The allocation of the result list memory is deferred until after the command list is completely filled. At that time the required size of the result list is completely determined and the exact amount of memory can be allocated. See Section 2.4.1.3.

After the LIOX handle is initialized the internal command pointer points to the first available command slot in the command list. A mechanism exists for reseting the command pointer so that a LIOX handle can be re-filled with a new list of commands.

2.4.1.2. Adding Commands to the Command List

Commands are added to the command list by passing the associated LIOX handle as an argument to the family of "LAT Command Functions". The "LAT Command Functions" provide a basic interface for read/write and dataless commands to the various addressable objects within the LAT.

As of this writing 11 types of addressable objects exist within the LAT – this number is expected to grow to about 20 types of objects. Each object contains registers which are also addressable. The following object types exist today:

TEM Common Controller
TEM Trigger Interface Controller (GTIC)
Tracker Cable Controller (GTCC)
Tracker Readout Controller (GTRC)
Tracker Front End Controller (GTFE)
Calorimeter Cable Controller (GCCC)
Calorimeter Readout Controller (GCRC)
Calorimeter Front End Controller (GCFE)
AEM Common Controller
ACD Readout Controller (GARC)
ACD Front End Controller (GAFE)

For each object type there exists three "Command Functions" – register load, register read and dataless command. That is a total of 33 functions for 11 object types. A rough estimate projects 50-60 functions ( about 20 object types ) in the final system.

In addition to the above command/response items are three special command items:

Command Fabric Reset
Injected Time Markers
Sending bulk data on the event fabric

2.4.1.2.1. Normal Command Items

The following illustrates the queueing of a normal command item.

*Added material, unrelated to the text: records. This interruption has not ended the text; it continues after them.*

impl ExecutionState {
    /// The initial state: a single frame for `kf` with the cursor at its entry.
    pub fn new(kf: Arc<KFunction>) -> Self {
        let pc = InstRef::entry(kf.id());
        let mut state = ExecutionState {
            pc,
            prev_pc: pc,
            stack: Vec::new(),
            incoming_bb_index: 0,
            depth: 0,
            address_space: AddressSpace::new(),
            loop_in_process: None,
            analysed_loops: Arc::new(BTreeSet::new()),
            execution_state_for_loop_in_process: None,
            constraints: ConstraintSet::new(),
            covered_lines: BTreeMap::new(),
            symbolics: Vec::new(),
            havocs: BTreeMap::new(),
            havoc_names: BTreeSet::new(),
            array_names: BTreeSet::new(),
            call_path: Vec::new(),
            relevant_symbols: SymbolSet::new(),
            do_trace: true,
            condone_undeclared_havocs: false,
            open_merge_stack: SmallVec::new(),
            stepped_instructions: 0,
            reused_symbols: BTreeMap::new(),
            bpf_calls: 0,
            insts_since_cov_new: 0,
            unwinding_information: None,
            id: StateId::UNSET,
            covered_new: false,
            fork_disabled: false,
            fn_aliases: Vec::new(),
            reads_intercepts: BTreeMap::new(),
            writes_intercepts: BTreeMap::new(),
        };
        state.push_frame(None, kf);
        state
    }

    // IDENTITY
    // --------------------------------------------------------------------------------------------

    pub fn id(&self) -> StateId {
        self.id
    }

    /// Assigns the next process-wide id. Clones carry [`StateId::UNSET`] until this is called.
    pub fn set_id(&mut self) {
        self.id = StateId(NEXT_STATE_ID.fetch_add(1, Ordering::Relaxed));
    }

    // FORKING
    // --------------------------------------------------------------------------------------------

    /// Clones this state into an independent successor with a fresh id and reset coverage
    /// tracking. The clone shares the address space copy-on-write and joins every open merge
    /// group and the active loop-analysis round.
    pub fn branch(&mut self) -> ExecutionState {
        self.depth += 1;

        let mut other = self.clone();
        other.set_id();
        other.covered_new = false;
        other.covered_lines.clear();
        debug!(parent = %self.id, child = %other.id, depth = self.depth, "forked state");
        other
    }

    // STACK
    // --------------------------------------------------------------------------------------------

    pub fn push_frame(&mut self, caller: Option<InstRef>, kf: Arc<KFunction>) {
        self.stack.push(StackFrame::new(caller, kf));
    }

    /// Pops the active frame, unbinding its allocas from the address space.
    pub fn pop_frame(&mut self) {
        if let Some(frame) = self.stack.pop() {
            for alloca in &frame.allocas {
                self.address_space.unbind_object(*alloca);
            }
        }
    }

    /// The callee of the active frame.
    pub fn current_function(&self) -> &Arc<KFunction> {
        &self.stack.last().expect("state has no stack frame").function
    }

    /// Writes `value` into a register of the active frame.
    pub fn bind_local(&mut self, register: u32, value: Expr) {
        let frame = self.stack.last_mut().expect("state has no stack frame");
        frame.locals[register as usize] = Some(value);
    }

    // CONSTRAINTS AND SYMBOLICS
    // --------------------------------------------------------------------------------------------

    pub fn add_constraint(&mut self, constraint: Expr) {
        self.constraints.add(constraint);
    }

    pub fn add_symbolic(&mut self, object: Arc<MemoryObject>, array: Array) {
        self.symbolics.push((object, array));
    }

    /// Returns an array name derived from `base` that no other array of this state uses.
    pub fn unique_array_name(&mut self, base: &str) -> String {
        unique_array_name(&mut self.array_names, base)
    }

    /// Installs a fresh symbolic array over the whole object and records it for test-case
    /// emission.
    pub fn make_symbolic_object(
        &mut self,
        id: ObjectId,
        name: &str,
    ) -> Result<Array, TerminationError> {
        let object = self
            .address_space
            .object(id)
            .ok_or_else(|| TerminationError::exec("make_symbolic of an unbound object"))?
            .clone();
        let unique = self.unique_array_name(name);
        let array = Array::new(unique, object.size);
        let wos = self.address_space.get_writeable(id).expect("object bound above");
        wos.make_symbolic(&array);
        self.add_symbolic(object, array.clone());
        Ok(array)
    }

    /// Pre-declares `object` as allowed to be havoced under `name`. Names are unique per state.
    pub fn add_havoc_info(&mut self, id: ObjectId, name: &str) -> Result<(), TerminationError> {
        if let Some(existing) = self.havocs.get(&id) {
            if existing.name == name {
                return Ok(());
            }
            return Err(TerminationError::user(format!(
                "object already declared as havoc location '{}'",
                existing.name
            )));
        }
        if !self.havoc_names.insert(name.to_string()) {
            return Err(TerminationError::user(format!(
                "havoc location name '{name}' is already in use"
            )));
        }
        self.havocs.insert(
            id,
            HavocInfo { name: name.to_string(), havoced: false, mask: ByteMask::new(0), value: None },
        );
        Ok(())
    }

    // MEMORY VIEWS
    // --------------------------------------------------------------------------------------------

    pub fn is_accessible_addr(&self, address: u64) -> Result<bool, TerminationError> {
        let (_, os) = self
            .address_space
            .resolve_one(address)
            .ok_or_else(|| TerminationError::ptr("unknown pointer", Some(address)))?;
        Ok(os.is_accessible())
    }

    /// Reads `width` bits at a concrete address. The trace system passes
    /// `circumvent_inaccessibility` to peek at objects the program itself may not touch.
    pub fn read_memory_chunk(
        &self,
        address: u64,
        width: Width,
        circumvent_inaccessibility: bool,
    ) -> Result<Expr, TerminationError> {
        let (object, os) = self
            .address_space
            .resolve_one(address)
            .ok_or_else(|| TerminationError::ptr("unknown pointer", Some(address)))?;
        let offset = object.offset_of(address);
        Ok(os.read(offset, width, circumvent_inaccessibility)?)
    }

    // FUNCTION ALIASES
    // --------------------------------------------------------------------------------------------

    /// Resolves `fn_name` through the alias table; `None` when no rule matches.
    pub fn get_fn_alias(&self, fn_name: &str) -> Option<&str> {
        for rule in &self.fn_aliases {
            let matches = match &rule.regex {
                Some(re) => re.is_match(fn_name),
                None => rule.name == fn_name,
            };
            if matches {
                return Some(&rule.alias);
            }
        }
        None
    }

    pub fn add_fn_alias(&mut self, old_fn: &str, new_fn: &str) {
        self.remove_fn_alias(old_fn);
        self.fn_aliases.push(FunctionAlias {
            name: old_fn.to_string(),
            alias: new_fn.to_string(),
            regex: None,
        });
    }

    pub fn add_fn_regex_alias(&mut self, fn_regex: &str, new_fn: &str) -> Result<(), regex::Error> {
        self.remove_fn_alias(fn_regex);
        // match the whole name, as alias rules name functions, not substrings
        let re = Regex::new(&format!("^(?:{fn_regex})$"))?;
        self.fn_aliases.push(FunctionAlias {
            name: fn_regex.to_string(),
            alias: new_fn.to_string(),
            regex: Some(re),
        });
        Ok(())
    }

    pub fn remove_fn_alias(&mut self, fn_name: &str) {
        self.fn_aliases.retain(|rule| rule.name != fn_name);
    }

    // HARDWARE-MODELING INTERCEPTS
    // --------------------------------------------------------------------------------------------

    pub fn get_intercept_reader(&self, address: u64) -> Option<&str> {
        self.reads_intercepts.get(&address).map(String::as_str)
    }

    pub fn get_intercept_writer(&self, address: u64) -> Option<&str> {
        self.writes_intercepts.get(&address).map(String::as_str)
    }

    pub fn add_reads_intercept(&mut self, address: u64, reader: String) {
        self.reads_intercepts.insert(address, reader);
    }

    pub fn add_writes_intercept(&mut self, address: u64, writer: String) {
        self.writes_intercepts.insert(address, writer);
    }

    // DIAGNOSTICS
    // --------------------------------------------------------------------------------------------

    /// Writes a human-readable stack trace, innermost frame first.
    pub fn dump_stack(&self, out: &mut dyn Write) -> io::Result<()> {
        let mut target = self.prev_pc;
        for (idx, frame) in self.stack.iter().rev().enumerate() {
            writeln!(
                out,
                "\t#{idx} {:08} in {} ()",
                target.index,
                frame.function.name()
            )?;
            match frame.caller {
                Some(caller) => target = caller,
                None => break,
            }
        }
        Ok(())
    }

    /// Writes the current path constraints in the call-path text form.
    pub fn write_constraints(&self, out: &mut dyn Write) -> io::Result<()> {
        writeln!(out, ";;-- Constraints --")?;
        for constraint in self.constraints.iter() {
            writeln!(out, "{constraint}")?;
        }
        Ok(())
    }
}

Example 2-1. Reading A Calorimeter DAC

As an example consider the hypothetical case of reading a DAC on a calorimeter front end chip (GCFE). The reading of a DAC register corresponds to a register read "Command Function". To uniquely address a DAC register on a specific GCFE requires a TEM address, a GCCC address, a GCRC address, a GCFE address and the DAC register number. The GCFE read "Command Function" requires all these parameters as arguments. Below is the function prototype for LIOX_qGCFEload.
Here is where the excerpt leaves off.